This data from La Caixa will help put the magnitude of the “recovery” into perspective. Clearly, there’s something bigger going on underneath the surface than just a weak recovery. At some point, investors have to begin recognizing that this has never really been a recovery at all and has instead been one long balance sheet recession papered over by government spending (via La Caixa):
“The US economy is going through its most problematic recovery since 1945. The growth forecast for gross domestic product (GDP) for the whole of 2011 is a little above 2.5%, clearly below what was expected in April and utterly insufficient for significant improvement to be seen in the labour and housing market. The reason for this slowdown in activity is partly due to temporary factors such as rising oil prices and the interruption of supply chains in industry because of Japan’s earthquake. Now that oil is likely to fall in price and Japan to regain its industrial rhythm, activity should be expected to improve its performance somewhat during the second half of year.

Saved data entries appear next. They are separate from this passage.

//! Access-control policies gating decryption.
//!
//! A policy is an ordered list of conditions the key network evaluates
//! against the caller's proven address before releasing plaintext. The
//! JSON shape (camelCase field names, bare array at the top level) is the
//! wire format the network and the published envelope share.

use serde::{Deserialize, Serialize};

use crate::crypto::{Blake3Hash, ChainAddress};

/// Placeholder parameter substituted with the caller's proven address
/// during server-side evaluation.
pub const CALLER_ADDRESS_PLACEHOLDER: &str = ":userAddress";

/// Comparison operator applied to a condition's evaluated value.
#[derive(Debug, Clone, Copy, PartialEq, Eq, Serialize, Deserialize)]
pub enum Comparator {
    #[serde(rename = "=")]
    Equal,
    #[serde(rename = "!=")]
    NotEqual,
    #[serde(rename = ">")]
    GreaterThan,
    #[serde(rename = ">=")]
    GreaterThanOrEqual,
    #[serde(rename = "<")]
    LessThan,
    #[serde(rename = "<=")]
    LessThanOrEqual,
}

/// The test applied to a condition's evaluated value.
#[derive(Debug, Clone, PartialEq, Eq, Serialize, Deserialize)]
#[serde(rename_all = "camelCase")]
pub struct ReturnValueTest {
    pub comparator: Comparator,
    pub value: String,
}

/// A single access-control condition.
///
/// The base-coin form (empty contract address, type, and method) evaluates
/// the substituted parameters directly; contract-backed forms are carried
/// verbatim for the network to evaluate.
#[derive(Debug, Clone, PartialEq, Eq, Serialize, Deserialize)]
#[serde(rename_all = "camelCase")]
pub struct AccessControlCondition {
    pub contract_address: String,
    pub standard_contract_type: String,
    pub chain: String,
    pub method: String,
    pub parameters: Vec<String>,
    pub return_value_test: ReturnValueTest,
}

/// An ordered condition list.
///
/// Order is significant: `[A, B]` and `[B, A]` are distinct policies with
/// distinct digests, matching how the evaluator treats them.
#[derive(Debug, Clone, PartialEq, Eq, Serialize, Deserialize)]
#[serde(transparent)]
pub struct AccessPolicy(Vec<AccessControlCondition>);

impl AccessPolicy {
    /// Create from an explicit condition list.
    pub fn new(conditions: Vec<AccessControlCondition>) -> Self {
        Self(conditions)
    }

    /// Build the one-condition policy admitting exactly one address.
    ///
    /// Deterministic: the same address and chain always produce the same
    /// policy. The recipient address lands in the return value test in its
    /// canonical display form; the parameters carry the caller placeholder
    /// for the evaluator to substitute. No validation happens here beyond
    /// what [`ChainAddress`] itself enforces.
    pub fn single_recipient(recipient: &ChainAddress, chain: &str) -> Self {
        Self(vec![AccessControlCondition {
            contract_address: String::new(),
            standard_contract_type: String::new(),
            chain: chain.to_string(),
            method: String::new(),
            parameters: vec![CALLER_ADDRESS_PLACEHOLDER.to_string()],
            return_value_test: ReturnValueTest {
                comparator: Comparator::Equal,
                value: recipient.to_string(),
            },
        }])
    }

    /// The conditions in evaluation order.
    pub fn conditions(&self) -> &[AccessControlCondition] {
        &self.0
    }

    pub fn len(&self) -> usize {
        self.0.len()
    }

    pub fn is_empty(&self) -> bool {
        self.0.is_empty()
    }

    /// Stable identity of this policy: Blake3 over its CBOR encoding.
    ///
    /// Used as the session resource identifier and as the policy-binding
    /// input when sealing.
    pub fn digest(&self) -> Blake3Hash {
        let mut buf = Vec::new();
        ciborium::into_writer(self, &mut buf).expect("CBOR serialization failed");
        Blake3Hash::hash(&buf)
    }
}
//! Error types for the docseal core.

use thiserror::Error;

/// Errors from core data-model operations.
#[derive(Debug, Error)]
pub enum CoreError {
    #[error("invalid hex string: {0}")]
    InvalidHex(String),

    #[error("invalid chain address: {0}")]
    InvalidAddress(String),

    #[error("invalid public key")]
    InvalidPublicKey,

    #[error("invalid signature")]
    InvalidSignature,
}

/// Signing-key configuration problems.
///
/// Key material is carried raw in configuration and parsed lazily, so these
/// surface at the first operation that needs a signature, not at startup.
/// Messages describe the shape problem and never echo the material itself.
#[derive(Debug, Error)]
pub enum ConfigError {
    /// No signing key was configured.
    #[error("signing key is not configured")]
    MissingSigningKey,

    /// The configured material is neither a 64-char hex key nor a
    /// 12-24 word recovery phrase.
    #[error("malformed signing key: {0}")]
    MalformedSigningKey(String),
}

However, the weakness of the recovery is not only due to temporary factors. Proof of this is the fact that the US economy has taken three years to regain its pre-recession level. GDP for the first quarter was 0.6% above the level of October-December 2007, the last quarter of positive growth prior to the recession. This cumulative growth three years after the start of the recession is higher than the rates of Western Europe and Japan but far behind the rate in the United States in the four previous recessions since the end of the
Second World War. The most comparable case is the 1982 recession, when unemployment also exceeded 10% but, nevertheless, the strength of the recovery meant that the cumulative growth three years after the start of the recession was 2.9%, much higher than today’s figure.”